A mensagem, sabe o JN, foi publicada a partir de Belmopã, capital do Belize, que não tem acordo de cooperação judiciária com Portugal.
Primeiro na Costa Rica
O processo da sentença de cinco anos e oito meses transitou em julgado na semana passada e, tal como obriga a lei, tinha de descer do Tribunal Constitucional até à primeira instância, para haver ordem de prisão. Mas, entretanto, Rendeiro estava notificado para comparecer no tribunal, esta sexta-feira, dia 1, no processo em que foi sentenciado numa pena de dez anos, para revisão das medidas de coação. Corria o risco de ficar em prisão preventiva e jogou pelo seguro, fugindo de Inglaterra para o Belize.

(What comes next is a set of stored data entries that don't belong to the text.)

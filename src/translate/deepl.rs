//! DeepL translation provider client.
//!
//! Authenticates with the `DeepL-Auth-Key` header and always translates into
//! English. The client refuses to exist without an API key, so a missing
//! credential surfaces at startup instead of on every article.

use super::Translator;
use crate::config::TranslatorConfig;
use crate::error::TranslateError;
use crate::languages::normalize_language;
use async_trait::async_trait;
use reqwest::{Client, Response, header::AUTHORIZATION};
use serde::de::DeserializeOwned;
use serde::{Deserialize, Serialize};
use tracing::{info, instrument};

const TARGET_LANG: &str = "EN";

#[derive(Debug, Deserialize)]
struct TranslateResponse {
    translations: Vec<Translation>,
}

#[derive(Debug, Deserialize)]
struct Translation {
    text: String,
}

/// Character quota of the account behind the API key.
#[derive(Debug, Clone, PartialEq, Eq, Deserialize, Serialize)]
pub struct Usage {
    pub character_count: u64,
    pub character_limit: u64,
}

#[derive(Clone)]
pub struct DeepLClient {
    client: Client,
    endpoint: String,
    api_key: String,
}

impl std::fmt::Debug for DeepLClient {
    fn fmt(&self, f: &mut std::fmt::Formatter<'_>) -> std::fmt::Result {
        f.debug_struct("DeepLClient")
            .field("endpoint", &self.endpoint)
            .finish_non_exhaustive()
    }
}

impl DeepLClient {
    /// Build a client, failing with [`TranslateError::Unconfigured`] when the key is absent or blank.
    pub fn new(api_key: Option<&str>, config: &TranslatorConfig) -> Result<Self, TranslateError> {
        let api_key = api_key
            .map(str::trim)
            .filter(|key| !key.is_empty())
            .ok_or(TranslateError::Unconfigured)?;

        let client = Client::builder().timeout(config.timeout()).build()?;
        Ok(Self {
            client,
            endpoint: config.endpoint.trim_end_matches('/').to_string(),
            api_key: api_key.to_string(),
        })
    }

    fn auth_header(&self) -> String {
        format!("DeepL-Auth-Key {}", self.api_key)
    }

    /// Fetch the account's character usage.
    #[instrument(level = "info", skip(self))]
    pub async fn usage(&self) -> Result<Usage, TranslateError> {
        let response = self
            .client
            .get(format!("{}/usage", self.endpoint))
            .header(AUTHORIZATION, self.auth_header())
            .send()
            .await?;

        let usage: Usage = decode_success(response).await?;
        info!(used = usage.character_count, limit = usage.character_limit, "Fetched usage");
        Ok(usage)
    }
}

#[async_trait]
impl Translator for DeepLClient {
    #[instrument(level = "debug", skip(self, text))]
    async fn translate(&self, text: &str, source_lang: &str) -> Result<String, TranslateError> {
        let source = normalize_language(source_lang);
        let response = self
            .client
            .post(format!("{}/translate", self.endpoint))
            .header(AUTHORIZATION, self.auth_header())
            .form(&translate_form(text, &source))
            .send()
            .await?;

        first_translation(decode_success(response).await?)
    }
}

/// Decode a 2xx JSON body, or surface the status with the provider's error text.
async fn decode_success<T: DeserializeOwned>(response: Response) -> Result<T, TranslateError> {
    let status = response.status();
    if !status.is_success() {
        let body = response.text().await?;
        return Err(TranslateError::Status { status, body });
    }
    response.json::<T>().await.map_err(|e| {
        if e.is_decode() {
            TranslateError::Decode(e.to_string())
        } else {
            TranslateError::Http(e)
        }
    })
}

fn translate_form<'a>(text: &'a str, source: &'a str) -> [(&'static str, &'a str); 3] {
    [
        ("text", text),
        ("source_lang", source),
        ("target_lang", TARGET_LANG),
    ]
}

fn first_translation(parsed: TranslateResponse) -> Result<String, TranslateError> {
    parsed
        .translations
        .into_iter()
        .next()
        .map(|t| t.text)
        .ok_or(TranslateError::Empty)
}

Esta viagem terá sido preparada ao pormenor, pois, entre 15 de julho e 21 de agosto, João Rendeiro tinha viajado para a Costa Rica. Na ocasião, informou disso o tribunal e deu como morada o consulado português local. De lá, regressou a Portugal e foi para o Reino Unido, sempre sem oposição do sistema judicial.
Da falência ao tribunal
Novembro 2008
O BPP pede um aval ao Estado de 750 milhões de euros. O pedido foi recusado e o banco acabou dissolvido em 2010.
Outubro 2018
João Rendeiro, ex-presidente do banco, é condenado pelo Tribunal de Lisboa a cinco anos de pena suspensa, por ter omitido, durante anos, a real situação do BPP.
Julho 2020
O Tribunal da Relação de Lisboa acrescenta oito meses à pena e torna-a a efetiva. O ex-banqueiro recorre para o Supremo Tribunal de Justiça e, após perder, para o Tribunal Constitucional.
14 maio 2021
João Rendeiro é condenado, por outro coletivo do Tribunal de Lisboa, a mais dez anos de prisão, por ter desviado 13,6 milhões de euros do BPP para a esfera pessoal. Não comparece na leitura do acórdão e a sua defesa recorre da decisão.
17 setembro 2021
A Procuradoria-Geral da República confirma que a primeira condenação transitou em julgado. Nessa altura, já o antigo banqueiro comunicara nos vários processos que estaria no Reino Unido até 30 de setembro.
28 setembro 2021
Rendeiro é condenado, por um terceiro coletivo, a três anos e meio de cadeia, por ter burlado um embaixador. É notificado, no âmbito do processo de maio, para se apresentar a 1 de outubro, para eventual alteração da medida de coação. À noite, justifica a sua fuga no seu blogue.